▸ **Exercise aim**
Print each of the records below, leaving every word as it is.

Recorded data

========

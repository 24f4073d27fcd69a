// Copyright (c) 2025 Soumyadip Sarkar.
// All rights reserved.
//
// This source code is licensed under the license found in the
// LICENSE file in the root directory of this source tree.

use std::time::Instant;

use crate::db::SqliteStore;
use crate::session::Session;
use crate::sync::{SyncScheduler, SyncStatus};
use crate::utils::pretty_table;
use anyhow::{bail, Result};

pub fn handle(
    session: &mut Session,
    store: &mut SqliteStore,
    scheduler: &mut SyncScheduler,
    m: &clap::ArgMatches,
    now: Instant,
) -> Result<()> {
    match m.subcommand() {
        Some(("now", _)) => {
            scheduler.request_manual();
            match flush(session, store, scheduler, now)? {
                SyncStatus::Synced => println!("Synced"),
                other => println!("Sync status: {}", other),
            }
        }
        Some(("status", _)) => {
            let interval = match session.sync_interval_minutes() {
                0 => "off".to_string(),
                n => format!("every {} min", n),
            };
            let last = store
                .last_saved_at()?
                .unwrap_or_else(|| "never".to_string());
            let data = vec![
                vec!["Status".to_string(), scheduler.status().to_string()],
                vec!["Auto-sync".to_string(), interval],
                vec!["Last saved".to_string(), last],
            ];
            println!("{}", pretty_table(&["Sync", ""], data));
        }
        Some(("interval", sub)) => {
            let minutes = *sub.get_one::<u32>("minutes").unwrap();
            session.set_sync_interval(minutes);
            scheduler.set_interval(minutes, now);
            if minutes == 0 {
                println!("Auto-sync turned off");
            } else {
                println!("Auto-sync every {} minutes", minutes);
            }
        }
        _ => {}
    }
    Ok(())
}

/// Runs whatever the scheduler says is due, with a snapshot taken now.
/// Persists a pending nudge fingerprint first. A failed save is an error so
/// the binary exits non-zero; the scheduler status says `failed`.
pub fn flush(
    session: &mut Session,
    store: &mut SqliteStore,
    scheduler: &mut SyncScheduler,
    now: Instant,
) -> Result<SyncStatus> {
    session.persist_fingerprint(store)?;
    let Some(trigger) = scheduler.due(now) else {
        return Ok(scheduler.status());
    };
    let status = scheduler.run(trigger, store, session.snapshot(), now);
    if status == SyncStatus::Failed {
        bail!("Sync failed; your latest changes were not saved");
    }
    Ok(status)
}

/// After a mutating command: the change is written right away because the
/// process is about to exit.
pub fn flush_changes(
    session: &mut Session,
    store: &mut SqliteStore,
    scheduler: &mut SyncScheduler,
    now: Instant,
) -> Result<SyncStatus> {
    scheduler.note_change(now);
    scheduler.request_manual();
    flush(session, store, scheduler, now)
}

========

▸ **Finished task**
repository 24f4073d27fcd69a
// Copyright (c) 2025 Soumyadip Sarkar.
// All rights reserved.
//
// This source code is licensed under the license found in the
// LICENSE file in the root directory of this source tree.

use std::time::Instant;

use crate::db::SqliteStore;
use crate::session::Session;
use crate::sync::{SyncScheduler, SyncStatus};
use crate::utils::pretty_table;
use anyhow::{bail, Result};

pub fn handle(
    session: &mut Session,
    store: &mut SqliteStore,
    scheduler: &mut SyncScheduler,
    m: &clap::ArgMatches,
    now: Instant,
) -> Result<()> {
    match m.subcommand() {
        Some(("now", _)) => {
            scheduler.request_manual();
            match flush(session, store, scheduler, now)? {
                SyncStatus::Synced => println!("Synced"),
                other => println!("Sync status: {}", other),
            }
        }
        Some(("status", _)) => {
            let interval = match session.sync_interval_minutes() {
                0 => "off".to_string(),
                n => format!("every {} min", n),
            };
            let last = store
                .last_saved_at()?
                .unwrap_or_else(|| "never".to_string());
            let data = vec![
                vec!["Status".to_string(), scheduler.status().to_string()],
                vec!["Auto-sync".to_string(), interval],
                vec!["Last saved".to_string(), last],
            ];
            println!("{}", pretty_table(&["Sync", ""], data));
        }
        Some(("interval", sub)) => {
            let minutes = *sub.get_one::<u32>("minutes").unwrap();
            session.set_sync_interval(minutes);
            scheduler.set_interval(minutes, now);
            if minutes == 0 {
                println!("Auto-sync turned off");
            } else {
                println!("Auto-sync every {} minutes", minutes);
            }
        }
        _ => {}
    }
    Ok(())
}

/// Runs whatever the scheduler says is due, with a snapshot taken now.
/// Persists a pending nudge fingerprint first. A failed save is an error so
/// the binary exits non-zero; the scheduler status says `failed`.
pub fn flush(
    session: &mut Session,
    store: &mut SqliteStore,
    scheduler: &mut SyncScheduler,
    now: Instant,
) -> Result<SyncStatus> {
    session.persist_fingerprint(store)?;
    let Some(trigger) = scheduler.due(now) else {
        return Ok(scheduler.status());
    };
    let status = scheduler.run(trigger, store, session.snapshot(), now);
    if status == SyncStatus::Failed {
        bail!("Sync failed; your latest changes were not saved");
    }
    Ok(status)
}

/// After a mutating command: the change is written right away because the
/// process is about to exit.
pub fn flush_changes(
    session: &mut Session,
    store: &mut SqliteStore,
    scheduler: &mut SyncScheduler,
    now: Instant,
) -> Result<SyncStatus> {
    scheduler.note_change(now);
    scheduler.request_manual();
    flush(session, store, scheduler, now)
}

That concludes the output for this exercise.